The Exchange is an outlier compared to 11 other state-based marketplaces that set higher plan standards already. The Exchange already follows a public stakeholder process that is more robust than the practices at other states' agencies.
(Opposed) This bill expands the Exchange's authority that discourages carrier participation and now is not the time to make it harder for carriers to remain in the market. Consumers do not benefit when competition shrinks. While the bill currently allows market factor criteria to be implemented in plan year 2028, the timeline for development and implementation by carriers is unrealistic. Plan design must start well in advance of required rate filing so actuarial and other supporting analysis can be completed before OIC deadlines. Any new criteria required by the Exchange must allow for this process, as well as any downstream contracting and network changes. Changing new criteria on an annual basis will disrupt the market and lead to unintended consequences and Washington should proceed with caution since there is currently enough volatility at the federal level. Clarifying language should be added to the bill regarding the meaningful difference between new criteria, additional consultation with the OIC, and further refinement of the waiver process. The definition of "meaningfully different" in the bill gives wide discretion to the Exchange to decide what qualifies as meaningfully different.
(Other) The goal of strengthening covered options is appreciated, but the structure frames the pathway discussion around a specific carrier benchmark and a hospital contracting reference. The specific two-carrier benchmark and the hospital contracting reference should be removed and, instead, focus on preserving coverage options while supporting voluntary negotiations.
(In support) Senator Vandana Slatter, prime sponsor; Jane Beyer, Office of the Insurance Commissioner; Vicki Lowe; Ingrid Ulrey, Washington Health Benefit Exchange; Stephany Shackelford, Acrisure; Adam Zarrin, Blood Cancer United, formerly the Leukemia and Lymphoma Society; and Emily Brice, Northwest Health Law Advocates.
The recommendation of the Committee on Appropriations defines "meaningfully different" as a material difference between health plans within the county and metal level that is in the interest of consumers to advance access, affordability, and quality, as determined by the Exchange.
In addition the Exchange must:
(In support) This policy will provide better value for the nearly 300,000 Washingtonians who buy their own health plans on the Exchange. The premiums to cover a family on the Exchange can easily cost up to $30,000 if not eligible for subsidies. Premium costs are after deductibles which can cost $12,000 before most coverage starts. Prices are going to continue to increase due to federal policy changes and the expiration of the enhanced premium tax credit. This month new federal rules would allow insurers to increase deductibles to $31,000 for a family.
There are about 20,000 fewer enrollments on the Exchange market than last year. The Exchange needs flexible authority to set higher standards to ensure better value plans for the consumers of the state. The bipartisan board of directors of the Exchange needs to be able to apply access and affordability criteria during their regular annual certification process. This bill requires no state funding and is a modest and important step forward to address the healthcare affordability crisis.
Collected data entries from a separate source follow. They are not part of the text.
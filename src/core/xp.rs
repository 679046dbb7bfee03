//! Experience ledger shared by the player, companions, and skills.
//!
//! One curve family per entity kind, one apply operation. Level-ups are
//! reported back to the caller so stat recalculation stays outside the
//! ledger.

use super::constants::*;
use serde::{Deserialize, Serialize};

/// Which XP curve an entity levels on.
///
/// `Player` is the steep exponential the account levels on; `Growth` is the
/// friendlier polynomial shared by companion and skill instances.
#[derive(Debug, Clone, Copy, PartialEq, Eq, Serialize, Deserialize)]
pub enum XpKind {
    Player,
    Growth,
}

impl XpKind {
    pub fn max_level(self) -> u32 {
        match self {
            XpKind::Player => PLAYER_MAX_LEVEL,
            XpKind::Growth => GROWTH_MAX_LEVEL,
        }
    }
}

/// XP required to advance from `level` to `level + 1`.
///
/// Pure and monotonically increasing in `level` for each kind.
pub fn required_xp(kind: XpKind, level: u32) -> u64 {
    match kind {
        XpKind::Player => {
            let level = level.max(1);
            let raw = level as f64
                + PLAYER_XP_CURVE_BASE * f64::powf(2.0, level as f64 / PLAYER_XP_CURVE_DIVISOR);
            let mut xp = (raw / PLAYER_XP_CURVE_SCALE).floor();
            if level >= PLAYER_XP_LATE_LEVEL {
                xp = (xp * PLAYER_XP_LATE_MULTIPLIER).floor();
            } else if level >= PLAYER_XP_MID_LEVEL {
                xp = (xp * PLAYER_XP_MID_MULTIPLIER).floor();
            }
            xp as u64
        }
        XpKind::Growth => {
            let level = level.clamp(1, GROWTH_MAX_LEVEL);
            let xp = GROWTH_XP_CURVE_BASE * f64::powf(level as f64, GROWTH_XP_CURVE_EXPONENT);
            xp.round() as u64
        }
    }
}

/// Total XP needed to reach `level` from level 1.
pub fn total_xp_to_reach(kind: XpKind, level: u32) -> u64 {
    (1..level).map(|l| required_xp(kind, l)).sum()
}

/// XP granted when a duplicate of an already-owned entity is pulled.
///
/// `rarity_factor` comes from [`DUPE_XP_FACTORS`], indexed by the pull's
/// rarity tier. Scales with the owned instance's current level.
pub fn dupe_xp(kind: XpKind, rarity_factor: f64, current_level: u32) -> u64 {
    let needed = required_xp(kind, current_level.max(1));
    (needed as f64 * rarity_factor).round() as u64
}

/// Level and XP progress for one leveling entity.
#[derive(Debug, Clone, Serialize, Deserialize)]
pub struct XpState {
    pub level: u32,
    pub current_xp: u64,
    pub xp_to_next_level: u64,
}

impl XpState {
    pub fn new(kind: XpKind) -> Self {
        XpState {
            level: 1,
            current_xp: 0,
            xp_to_next_level: required_xp(kind, 1),
        }
    }

    pub fn at_cap(&self, kind: XpKind) -> bool {
        self.level >= kind.max_level()
    }
}

/// Outcome of one XP grant.
#[derive(Debug, Clone, Copy, Default, PartialEq, Eq)]
pub struct LevelUpReport {
    pub levels_gained: u32,
    pub new_level: u32,
}

impl LevelUpReport {
    pub fn leveled(&self) -> bool {
        self.levels_gained > 0
    }
}

/// Adds `amount` XP to `state`, consuming level-ups until the remainder no
/// longer fills a level. Handles grants spanning many levels in one call.
/// At the level cap, excess XP is discarded and `current_xp` pinned to 0.
pub fn apply_xp(state: &mut XpState, kind: XpKind, amount: u64) -> LevelUpReport {
    let max_level = kind.max_level();
    if state.level >= max_level {
        state.current_xp = 0;
        return LevelUpReport {
            levels_gained: 0,
            new_level: state.level,
        };
    }

    state.current_xp += amount;

    let mut levels_gained = 0;
    while state.current_xp >= state.xp_to_next_level && state.level < max_level {
        state.current_xp -= state.xp_to_next_level;
        state.level += 1;
        levels_gained += 1;
        state.xp_to_next_level = required_xp(kind, state.level);
    }

    if state.level >= max_level {
        state.current_xp = 0;
    }

    LevelUpReport {
        levels_gained,
        new_level: state.level,
    }
}
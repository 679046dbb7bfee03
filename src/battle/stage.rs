//! The stage loop: fixed-interval kills, stage advancement, and kill
//! rewards.
//!
//! Time accumulates in a timer; every elapsed interval defeats one enemy
//! and pays out XP, credits, and currency drops. Ten kills clear a normal
//! stage, one kill clears a boss stage, and the spawn interval tightens a
//! little with every stage climbed.

use crate::battle::enemy::{enemies_in_stage, spawn_enemy, stage_enemy_kind, EnemyKind};
use crate::companions::CompanionRoster;
use crate::core::constants::*;
use crate::core::xp::LevelUpReport;
use crate::economy::{roll_kill_drops, Currency, Wallet};
use crate::player::PlayerState;
use crate::skills::SkillLoadout;
use rand::Rng;
use serde::{Deserialize, Serialize};

/// Seconds between kills at a stage. Starts at 2.5 and shrinks 1.5% per
/// stage climbed, floored at 1.25.
pub fn interval_for_stage(stage: u32) -> f64 {
    let decayed = BASE_SECONDS_PER_ENEMY
        * f64::powf(ENEMY_INTERVAL_DECAY_PER_STAGE, stage.saturating_sub(1) as f64);
    decayed.max(MIN_SECONDS_PER_ENEMY)
}

/// Everything one kill produced.
#[derive(Debug, Clone)]
pub struct KillOutcome {
    pub stage: u32,
    pub kind: EnemyKind,
    pub xp: u64,
    pub credits: u64,
    pub drops: Vec<Currency>,
    pub level_up: LevelUpReport,
    pub companion_reports: Vec<(String, LevelUpReport)>,
    /// Stage entered when this kill cleared the current one.
    pub stage_cleared: Option<u32>,
}

/// Wave progress: the current stage, kills into it, and the spawn timer.
#[derive(Debug, Clone, Serialize, Deserialize)]
pub struct StageLoop {
    pub current_stage: u32,
    pub kills_this_stage: u32,
    pub timer_seconds: f64,
}

impl StageLoop {
    pub fn new() -> Self {
        StageLoop {
            current_stage: 1,
            kills_this_stage: 0,
            timer_seconds: 0.0,
        }
    }

    /// Accumulates `dt_seconds` and resolves every kill that fits.
    /// A paused loop accumulates nothing.
    #[allow(clippy::too_many_arguments)]
    pub fn advance(
        &mut self,
        dt_seconds: f64,
        paused: bool,
        player: &mut PlayerState,
        wallet: &mut Wallet,
        roster: &mut CompanionRoster,
        skills: &SkillLoadout,
        rng: &mut impl Rng,
    ) -> Vec<KillOutcome> {
        if paused || dt_seconds <= 0.0 {
            return Vec::new();
        }

        self.timer_seconds += dt_seconds;

        let mut outcomes = Vec::new();
        while self.timer_seconds >= interval_for_stage(self.current_stage) {
            self.timer_seconds -= interval_for_stage(self.current_stage);
            outcomes.push(self.resolve_kill(player, wallet, roster, skills, rng));
        }
        outcomes
    }

    fn resolve_kill(
        &mut self,
        player: &mut PlayerState,
        wallet: &mut Wallet,
        roster: &mut CompanionRoster,
        skills: &SkillLoadout,
        rng: &mut impl Rng,
    ) -> KillOutcome {
        let stage = self.current_stage;
        let kind = stage_enemy_kind(stage);
        let enemy = spawn_enemy(kind, stage, player.combat_power);
        let is_boss = kind == EnemyKind::Boss;

        let xp_mult = 1.0 + skills.xp_bonus_percent() / 100.0;
        let credit_mult = 1.0 + skills.credit_bonus_percent() / 100.0;
        let passive_mult = 1.0 + roster.total_passive_bonus() * COMPANION_PASSIVE_FACTOR;
        let boss_mult = if is_boss { BOSS_REWARD_MULTIPLIER } else { 1.0 };

        let xp = (enemy.xp_reward as f64 * xp_mult * passive_mult * boss_mult).round() as u64;
        let credits =
            (enemy.credit_reward as f64 * credit_mult * passive_mult * boss_mult).round() as u64;

        let level_up = player.add_xp(xp);
        wallet.add_credits(credits as f64);

        let share = (xp as f64 * COMPANION_XP_SHARE).round() as u64;
        let companion_reports = roster.grant_equipped_xp(share);

        let drops = roll_kill_drops(is_boss, rng);
        for &currency in &drops {
            wallet.add(currency, 1);
        }

        self.kills_this_stage += 1;
        let stage_cleared = if self.kills_this_stage >= enemies_in_stage(stage) {
            self.kills_this_stage = 0;
            if self.current_stage < MAX_STAGE {
                self.current_stage += 1;
                Some(self.current_stage)
            } else {
                None
            }
        } else {
            None
        };

        KillOutcome {
            stage,
            kind,
            xp,
            credits,
            drops,
            level_up,
            companion_reports,
            stage_cleared,
        }
    }
}

impl Default for StageLoop {
    fn default() -> Self {
        Self::new()
    }
}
(Opposed) This policy does not come without a cost to the state. The proposal does have a cost of $700,000 per year to increase the Exchange involvement in healthcare plans; this is redundant to current OIC's practice. The timelines for the development and implementation of this plan are not realistic and will result in additional costs. Forcing carriers into other markets has not proven to increase affordability for individuals, and will assist in the destabilization of the market.
(In support) Emily Brice, Northwest Health Law Advocates; and Ingrid Ulrey, Washington Health Benefit Exchange.